Le pays est sur le point d’entamer une troisième année consécutive de récession économique. Les catastrophes naturelles du mois d’août de cette année, et surtout la violence entretenue par les groupes criminels financés par de puissants chefs d’entreprises, dirigeants politiques et trafiquants de drogue, selon l’International Crisis Group, ont réduit à néant une grande partie de l’économie.
« Depuis l’ère Duvalier, presque tous les présidents ont trouvé leur méthode pour instaurer un groupe armé extralégal, à l’exception de René Préval, au pouvoir de 1996 à 2001 puis de 2006 à 2011, qui s’y est refusé. Les présidents Aristide et Martelly auraient, à des degrés divers, instauré, soutenu, toléré ou fermé les yeux sur ces bandes armées et autres trafiquants de drogue qui sévissent principalement dans les quartiers les plus pauvres de la capitale, Port-au-Prince », a souligné l’organisation indépendante, notant que Jovenel Moïse semble avoir suivi l’exemple de ses prédécesseurs en contribuant et en léguant à son successeur la gestion de cet héritage d’insécurité.
Au contraire de la plupart des membres de bandes organisées dans d’autres pays d’Amérique latine, qui sont généralement plus autonomes même s’ils comptent sur la protection de l’Etat et des élus, les mercenaires d’Haïti, a fait savoir l’International Crisis Group, sont au service de ceux qui ont des ambitions politiques, qui souhaitent s’en prendre à un concurrent, ou protéger un entrepôt ou un lieu stratégique.
« Le lien entre les groupes armés et la police nationale haïtienne est complexe, oscillant de la collaboration occasionnelle au conflit ouvert. Malgré l’investissement étranger, ces 25 dernières années, de dizaines de millions de dollars dans les forces de police, leur échec à servir et protéger la population haïtienne constitue l’un des grands échecs de la communauté internationale, des Nations unies et des Etats-Unis en Haïti », a reconnu l’organisation internationale.

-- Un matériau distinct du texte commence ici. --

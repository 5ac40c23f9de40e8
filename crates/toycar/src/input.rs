//! Keyboard input and the shared control state.
//!
//! Keyboard bindings are declared with `leafwing-input-manager`. Press and
//! release edges of every bound key are folded into the [`HeldControls`]
//! resource, which the on-screen pad in [`crate::ui`] also writes to. The
//! motion system only ever reads [`HeldControls`].

use bevy::{prelude::*, window::PrimaryWindow};
use leafwing_input_manager::{plugin::InputManagerSystem, prelude::*};
use toycar_core::{Control, ControlState};

use crate::ui::OnScreenPad;

// ============================================================================
// Actions
// ============================================================================

/// Driving actions bound to keys.
#[derive(Actionlike, PartialEq, Eq, Hash, Clone, Copy, Debug, Reflect)]
pub enum DriveAction {
    /// Arrow up / W.
    Forward,
    /// Arrow down / S.
    Back,
    /// Arrow left / A.
    Left,
    /// Arrow right / D.
    Right,
}

impl DriveAction {
    const ALL: [DriveAction; 4] = [
        DriveAction::Forward,
        DriveAction::Back,
        DriveAction::Left,
        DriveAction::Right,
    ];

    /// The logical control this action drives.
    pub fn control(self) -> Control {
        match self {
            DriveAction::Forward => Control::Forward,
            DriveAction::Back => Control::Back,
            DriveAction::Left => Control::Left,
            DriveAction::Right => Control::Right,
        }
    }
}

/// Create the default input map for driving.
pub fn default_drive_input_map() -> InputMap<DriveAction> {
    InputMap::default()
        .with(DriveAction::Forward, KeyCode::ArrowUp)
        .with(DriveAction::Forward, KeyCode::KeyW)
        .with(DriveAction::Back, KeyCode::ArrowDown)
        .with(DriveAction::Back, KeyCode::KeyS)
        .with(DriveAction::Left, KeyCode::ArrowLeft)
        .with(DriveAction::Left, KeyCode::KeyA)
        .with(DriveAction::Right, KeyCode::ArrowRight)
        .with(DriveAction::Right, KeyCode::KeyD)
}

// ============================================================================
// Control state
// ============================================================================

/// The controls currently held by any input source.
#[derive(Resource, Default, Debug)]
pub struct HeldControls(pub ControlState);

impl HeldControls {
    /// Press a control, logging the edge.
    pub fn press(&mut self, control: Control) {
        if self.0.activate(control) {
            tracing::debug!("Control {control} pressed");
        }
    }

    /// Release a control, logging the edge.
    pub fn release(&mut self, control: Control) {
        if self.0.deactivate(control) {
            tracing::debug!("Control {control} released");
        }
    }
}

// ============================================================================
// Plugin
// ============================================================================

/// Plugin that registers the driving actions and gathers key edges.
pub struct InputPlugin;

impl Plugin for InputPlugin {
    fn build(&self, app: &mut App) {
        app.add_plugins(InputManagerPlugin::<DriveAction>::default())
            .init_resource::<HeldControls>()
            .add_systems(Startup, spawn_driver_input)
            .add_systems(
                PreUpdate,
                (gather_key_edges, release_on_focus_loss)
                    .chain()
                    .after(InputManagerSystem::Update),
            );
    }
}

fn spawn_driver_input(mut commands: Commands) {
    commands.spawn((
        Name::new("Driver input"),
        default_drive_input_map(),
        ActionState::<DriveAction>::default(),
    ));
}

/// Fold key press/release edges into the held control set.
fn gather_key_edges(
    action_query: Query<&ActionState<DriveAction>>,
    mut held: ResMut<HeldControls>,
) {
    let Ok(action_state) = action_query.single() else {
        return;
    };

    for action in DriveAction::ALL {
        if action_state.just_pressed(&action) {
            held.press(action.control());
        }
        if action_state.just_released(&action) {
            held.release(action.control());
        }
    }
}

/// Drop every held control when the window loses focus, so keys released
/// elsewhere do not stay stuck.
fn release_on_focus_loss(
    windows: Query<&Window, (With<PrimaryWindow>, Changed<Window>)>,
    mut held: ResMut<HeldControls>,
    pad: Option<ResMut<OnScreenPad>>,
) {
    let Ok(window) = windows.single() else {
        return;
    };
    if !window.focused {
        release_all(&mut held, pad.map(ResMut::into_inner));
    }
}

/// Release every held control and forget the pad's buttons, so a button
/// still down when focus returns presses again.
fn release_all(held: &mut HeldControls, pad: Option<&mut OnScreenPad>) {
    if let Some(pad) = pad {
        pad.reset();
    }
    if held.0.is_empty() {
        return;
    }
    let released: Vec<&str> = held.0.iter().map(Control::name).collect();
    tracing::debug!("Window lost focus, releasing {}", released.join(", "));
    held.0.clear();
}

« Si les ressources ont toujours manqué pour assurer la sécurité du pays, les défaillances des forces de l’ordre viennent principalement de la réticence des dirigeants successifs à demander des comptes aux officiers ainsi que de leur désir de se maintenir au pouvoir en utilisant la police comme moyen d’application de la loi et d’intimidation à des fins personnelles », a poursuivi l’International Crisis Group.
Selon les conclusions de ce nouveau rapport sur Haïti, les forces de police ont fait appliquer la loi de façon sélective et se sont alliées aux bandes armées par opportunisme et sans vraiment subir de mesures disciplinaires pour mauvaise conduite. C’est ce qui explique le manque de confiance des Haïtiens dans les forces de l’ordre et leur réticence à coopérer.